(Dataset entries)
|---|

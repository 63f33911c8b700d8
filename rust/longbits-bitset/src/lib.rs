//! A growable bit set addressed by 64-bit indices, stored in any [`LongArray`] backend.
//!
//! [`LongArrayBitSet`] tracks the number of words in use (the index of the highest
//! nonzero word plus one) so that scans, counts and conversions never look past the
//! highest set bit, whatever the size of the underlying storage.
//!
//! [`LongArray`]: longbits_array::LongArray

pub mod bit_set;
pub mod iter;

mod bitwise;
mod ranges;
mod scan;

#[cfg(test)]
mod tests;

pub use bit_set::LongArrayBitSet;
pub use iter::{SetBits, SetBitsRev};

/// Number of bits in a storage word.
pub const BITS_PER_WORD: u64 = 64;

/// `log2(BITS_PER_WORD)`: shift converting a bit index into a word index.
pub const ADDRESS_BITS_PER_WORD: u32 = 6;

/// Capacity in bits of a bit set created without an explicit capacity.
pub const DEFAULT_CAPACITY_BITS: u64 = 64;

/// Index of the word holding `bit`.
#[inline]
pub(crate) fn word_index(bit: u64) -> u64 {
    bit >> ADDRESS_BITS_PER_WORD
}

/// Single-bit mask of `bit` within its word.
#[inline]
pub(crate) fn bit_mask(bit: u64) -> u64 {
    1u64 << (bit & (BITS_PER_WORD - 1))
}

|---|

In how many lines of the data above does the word "crate" occur? Only the number is wanted.

### Result
2